François Truffaut s'expatrie en 1966 vers l'Angleterre pour donner naissance à l'un des classiques du cinéma d'anticipation : Fahrenheit 451.

Le film nous plonge progressivement dans cette société, mi communiste (un société égalitaire, la notion "d'opium du peuple" apposé cette fois sur les livres, idéologie Stakhanoviste), mi fasciste ( la pratique des autodafés, la brigade des pompiers qui ressemble à une Gestapo, valorisation de la collaboration), ou la culture de l'image supplante celle de l'écrit (les murs d'écran envahissant les foyers, les bd sans bulles, les antennes comme indicateur de développement humain) et ou toutes les institutions sont détournés de leurs buts originels (les pompier deviennent des pyromanes, les docteurs des commerciaux, les instituteurs des robots). C'est aussi et surtout la culture du futur et non du passé, jugé comme étant source de tristesse et de chagrins, alimenté principalement par les romans (il y a un peu de nous dans chaque roman) et par les intellectuelles (qui parle mais qui n'agisse pas). Une peinture vraisemblable et surtout affreusement réaliste d'un autre monde qui semble marché à l'envers. Surgit alors Montag, pompier classique qui devient de plus en plus obnubilé par les livres qu'il brule au point de les lire et de les dissimuler chez lui. C'est avant tout ce personnage, ainsi que celui de Clarisse qui permet au spectateur de s'introduire dans le récit et de guider sa lecture.
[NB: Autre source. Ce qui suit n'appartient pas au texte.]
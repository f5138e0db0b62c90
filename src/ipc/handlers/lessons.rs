use crate::assemble::{self, LessonInput};
use crate::content::ContentError;
use crate::draft::DEFAULT_OBJECTIVE_WEIGHT;
use crate::ipc::error::{content_err, err, ok};
use crate::ipc::helpers::{content, opt_bool, opt_f64, opt_str};
use crate::ipc::types::{AppState, Request};
use serde_json::json;

/// The skill table is re-read on every call so a broken BKT file surfaces here too.
fn objectives_view(state: &AppState) -> Result<serde_json::Value, ContentError> {
    let known: Vec<String> = match state.content.as_ref() {
        Some(c) => c.skills()?.into_keys().collect(),
        None => Vec::new(),
    };
    Ok(json!({
        "learningObjectives": state.objectives.objectives(),
        "count": state.objectives.len(),
        "knownSkills": known,
    }))
}

fn objectives_reply(state: &AppState, req: &Request) -> serde_json::Value {
    match objectives_view(state) {
        Ok(view) => ok(&req.id, view),
        Err(e) => content_err(&req.id, &e),
    }
}

fn handle_objectives_add(state: &mut AppState, req: &Request) -> serde_json::Value {
    let skill_id = match opt_str(&req.params, "skillId", req) {
        Ok(v) => v,
        Err(e) => return e,
    };
    let weight = match opt_f64(&req.params, "weight", DEFAULT_OBJECTIVE_WEIGHT, req) {
        Ok(v) => v,
        Err(e) => return e,
    };
    if let Err(e) = state.objectives.add(&skill_id, weight) {
        return content_err(&req.id, &ContentError::from(e));
    }
    objectives_reply(state, req)
}

fn handle_objectives_list(state: &mut AppState, req: &Request) -> serde_json::Value {
    objectives_reply(state, req)
}

fn handle_objectives_clear(state: &mut AppState, req: &Request) -> serde_json::Value {
    state.objectives.clear();
    objectives_reply(state, req)
}

fn lesson_input(req: &Request) -> Result<LessonInput, serde_json::Value> {
    Ok(LessonInput {
        id: opt_str(&req.params, "id", req)?,
        name: opt_str(&req.params, "name", req)?,
        topics: opt_str(&req.params, "topics", req)?,
        allow_recycle: opt_bool(&req.params, "allowRecycle", true, req)?,
    })
}

fn handle_lessons_list(state: &mut AppState, req: &Request) -> serde_json::Value {
    let Some(store) = state.content.as_ref() else {
        return ok(&req.id, json!({ "lessons": [] }));
    };
    let filter = match opt_str(&req.params, "courseName", req) {
        Ok(v) if v.is_empty() => None,
        Ok(v) => Some(v),
        Err(e) => return e,
    };
    match store.lessons(filter.as_deref()) {
        Ok(entries) => {
            let rows: Vec<_> = entries
                .iter()
                .map(|e| json!({ "courseName": e.course_name, "lesson": e.lesson }))
                .collect();
            ok(&req.id, json!({ "lessons": rows }))
        }
        Err(e) => content_err(&req.id, &e),
    }
}

fn handle_lessons_preview(state: &mut AppState, req: &Request) -> serde_json::Value {
    let input = match lesson_input(req) {
        Ok(v) => v,
        Err(e) => return e,
    };
    match assemble::assemble_lesson(&input, &state.objectives) {
        Ok(lesson) => ok(&req.id, json!({ "lesson": lesson })),
        Err(e) => content_err(&req.id, &ContentError::from(e)),
    }
}

fn handle_lessons_create(state: &mut AppState, req: &Request) -> serde_json::Value {
    let course_name = match opt_str(&req.params, "courseName", req) {
        Ok(v) => v.trim().to_string(),
        Err(e) => return e,
    };
    if course_name.is_empty() {
        return err(
            &req.id,
            "missing_field",
            "courseName is required",
            Some(json!({ "field": "courseName" })),
        );
    }
    let input = match lesson_input(req) {
        Ok(v) => v,
        Err(e) => return e,
    };
    let result = {
        let store = match content(state, req) {
            Ok(s) => s,
            Err(e) => return e,
        };
        store.add_lesson(&course_name, &input, &state.objectives)
    };

    match result {
        Ok(commit) => {
            let draft = std::mem::take(&mut state.objectives);
            state.objectives = draft.reset_after_commit();
            ok(
                &req.id,
                json!({
                    "courseName": course_name,
                    "lesson": commit.lesson,
                    "unknownObjectives": commit.unknown_objectives,
                }),
            )
        }
        Err(e) => content_err(&req.id, &e),
    }
}

pub fn try_handle(state: &mut AppState, req: &Request) -> Option<serde_json::Value> {
    match req.method.as_str() {
        "objectives.add" => Some(handle_objectives_add(state, req)),
        "objectives.list" => Some(handle_objectives_list(state, req)),
        "objectives.clear" => Some(handle_objectives_clear(state, req)),
        "lessons.list" => Some(handle_lessons_list(state, req)),
        "lessons.preview" => Some(handle_lessons_preview(state, req)),
        "lessons.create" => Some(handle_lessons_create(state, req)),
        _ => None,
    }
}
//! Typed shapes of the JSON documents the tutoring runtime reads.
//!
//! Field names are fixed by the runtime, hence the explicit renames. Maps are `BTreeMap`s so a
//! rewritten file always lists keys in the same order.

use serde::{Deserialize, Serialize};
use serde_json::{Map, Value};
use std::collections::BTreeMap;
use std::fmt;
use std::str::FromStr;

pub type ObjectiveWeights = BTreeMap<String, f64>;
pub type BktParamTable = BTreeMap<String, BktParams>;
pub type SkillModel = BTreeMap<String, Vec<String>>;

#[derive(Debug, Clone, PartialEq, Serialize, Deserialize)]
pub struct Course {
    #[serde(rename = "courseName")]
    pub course_name: String,
    #[serde(rename = "courseOER", default)]
    pub course_oer: String,
    #[serde(rename = "courseLicense", default)]
    pub course_license: String,
    #[serde(default)]
    pub lessons: Vec<Lesson>,
    /// Fields written by other tools; carried through untouched.
    #[serde(flatten)]
    pub extra: Map<String, Value>,
}

#[derive(Debug, Clone, PartialEq, Serialize, Deserialize)]
#[serde(rename_all = "camelCase")]
pub struct Lesson {
    pub id: String,
    pub name: String,
    #[serde(default)]
    pub topics: String,
    #[serde(default = "default_allow_recycle")]
    pub allow_recycle: bool,
    #[serde(default)]
    pub learning_objectives: ObjectiveWeights,
    #[serde(flatten)]
    pub extra: Map<String, Value>,
}

fn default_allow_recycle() -> bool {
    true
}

/// Bayesian Knowledge Tracing parameters for one skill.
#[derive(Debug, Clone, Copy, PartialEq, Serialize, Deserialize)]
#[serde(rename_all = "camelCase")]
pub struct BktParams {
    pub prob_mastery: f64,
    pub prob_transit: f64,
    pub prob_slip: f64,
    pub prob_guess: f64,
}

impl Default for BktParams {
    fn default() -> Self {
        Self {
            prob_mastery: 0.1,
            prob_transit: 0.1,
            prob_slip: 0.1,
            prob_guess: 0.1,
        }
    }
}

#[derive(Debug, Clone, PartialEq, Serialize, Deserialize)]
#[serde(rename_all = "camelCase")]
pub struct Problem {
    pub id: String,
    pub title: String,
    pub body: String,
    #[serde(default)]
    pub variabilization: Map<String, Value>,
    #[serde(default)]
    pub oer: String,
    #[serde(default)]
    pub license: String,
    pub lesson: String,
    pub course_name: String,
}

#[derive(Debug, Clone, Copy, PartialEq, Eq, Serialize, Deserialize)]
pub enum ProblemType {
    TextBox,
    MultipleChoice,
}

impl ProblemType {
    pub fn as_str(self) -> &'static str {
        match self {
            ProblemType::TextBox => "TextBox",
            ProblemType::MultipleChoice => "MultipleChoice",
        }
    }
}

impl FromStr for ProblemType {
    type Err = String;

    fn from_str(s: &str) -> Result<Self, Self::Err> {
        match s {
            "TextBox" => Ok(ProblemType::TextBox),
            "MultipleChoice" => Ok(ProblemType::MultipleChoice),
            other => Err(format!("unknown problem type: {other}")),
        }
    }
}

impl fmt::Display for ProblemType {
    fn fmt(&self, f: &mut fmt::Formatter<'_>) -> fmt::Result {
        f.write_str(self.as_str())
    }
}

#[derive(Debug, Clone, Copy, PartialEq, Eq, Serialize, Deserialize)]
pub enum AnswerType {
    #[serde(rename = "algebraic")]
    Algebraic,
    #[serde(rename = "string")]
    String,
    #[serde(rename = "numeric")]
    Numeric,
    MultipleSelect,
    MultipleChoice,
}

impl AnswerType {
    pub fn as_str(self) -> &'static str {
        match self {
            AnswerType::Algebraic => "algebraic",
            AnswerType::String => "string",
            AnswerType::Numeric => "numeric",
            AnswerType::MultipleSelect => "MultipleSelect",
            AnswerType::MultipleChoice => "MultipleChoice",
        }
    }
}

impl FromStr for AnswerType {
    type Err = String;

    fn from_str(s: &str) -> Result<Self, Self::Err> {
        match s {
            "algebraic" => Ok(AnswerType::Algebraic),
            "string" => Ok(AnswerType::String),
            "numeric" => Ok(AnswerType::Numeric),
            "MultipleSelect" => Ok(AnswerType::MultipleSelect),
            "MultipleChoice" => Ok(AnswerType::MultipleChoice),
            other => Err(format!("unknown answer type: {other}")),
        }
    }
}

impl fmt::Display for AnswerType {
    fn fmt(&self, f: &mut fmt::Formatter<'_>) -> fmt::Result {
        f.write_str(self.as_str())
    }
}

/// The single step of a problem. Its `id` repeats the problem id; only the directory and file
/// names carry the `a` suffix.
#[derive(Debug, Clone, PartialEq, Serialize, Deserialize)]
#[serde(rename_all = "camelCase")]
pub struct Step {
    pub id: String,
    pub problem_type: ProblemType,
    pub step_title: String,
    pub step_body: String,
    pub step_answer: Vec<String>,
    pub answer_type: AnswerType,
    #[serde(default)]
    pub choices: Vec<String>,
    #[serde(default)]
    pub variabilization: Map<String, Value>,
    #[serde(default)]
    pub oer: String,
    #[serde(default)]
    pub license: String,
    pub lesson: String,
}

#[derive(Debug, Clone, PartialEq, Serialize, Deserialize)]
#[serde(rename_all = "camelCase")]
pub struct Hint {
    pub id: String,
    pub dependencies: Vec<String>,
    pub title: String,
    pub text: String,
    #[serde(flatten)]
    pub kind: HintKind,
    #[serde(default)]
    pub variabilization: Map<String, Value>,
    #[serde(default)]
    pub oer: String,
    #[serde(default)]
    pub license: String,
}

#[derive(Debug, Clone, PartialEq, Serialize, Deserialize)]
#[serde(tag = "type", rename_all = "lowercase")]
pub enum HintKind {
    Hint,
    Solution,
    Scaffold(Scaffold),
}

/// A hint that asks its own sub-question.
#[derive(Debug, Clone, PartialEq, Serialize, Deserialize)]
#[serde(rename_all = "camelCase")]
pub struct Scaffold {
    pub problem_type: ProblemType,
    pub answer_type: AnswerType,
    pub hint_answer: Vec<String>,
}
Car le début peu laisser perplexe. Ce n'est pas tant par le récit que par la façon dont il est mis en scène qui déstabilise le spectateur. Montage abrupte, traduisant l'esprit mécanique de cette société, nous larguant en plein milieu d'une fouille sans bien comprendre ce qui ce passe. C'est peut-être aussi par là que le film va commencer à nous immiscer dans ce monde incompréhensible, profondément désordonné alors qu'elle hisse aux yeux de tous une peinture plutôt positive et ordonné de cette nouvelle orientation politique et sociale. Ce n'est qu'une fois le personnage principal cerné que l'on va pleinement s'imiser dans l'univers si particulier de Fahrenheit 451. Le film marche alors de façon impeccable, le rythme adopté est excellent, avec son lot de séquences fortes, à l'instar de l'autodafé chez la grosse institutrice. On suit aussi avec beaucoup d'intérêt la trajectoire de Montag (excellent Oskar Werner) et de Clarisse (épatante Julie Christie, qui interprète également la femme de Montag), couple de fortune (l'un trouvant la femme ouverte et optimiste qu'il n'a jamais eu, l'autre un allié de poids et un homme de confiance). Le film se déroule sur un ton sérieux pour, tout d'un coup, lors des dix dernières minutes de métrage, basculer vers la comédie avec les hommes-livres, ou Truffaut érige comme modèle l'art de vivre paysan (conte oral, petite communauté ou chacun à un rôle bien défini). Une rupture de ton audacieuse qui peut en déstabiliser plus d'un.

Farenheit 451 est donc un classique du cinéma d'anticipation, qui brille avant tout par cette magnifique peinture d'une société totalement rigide.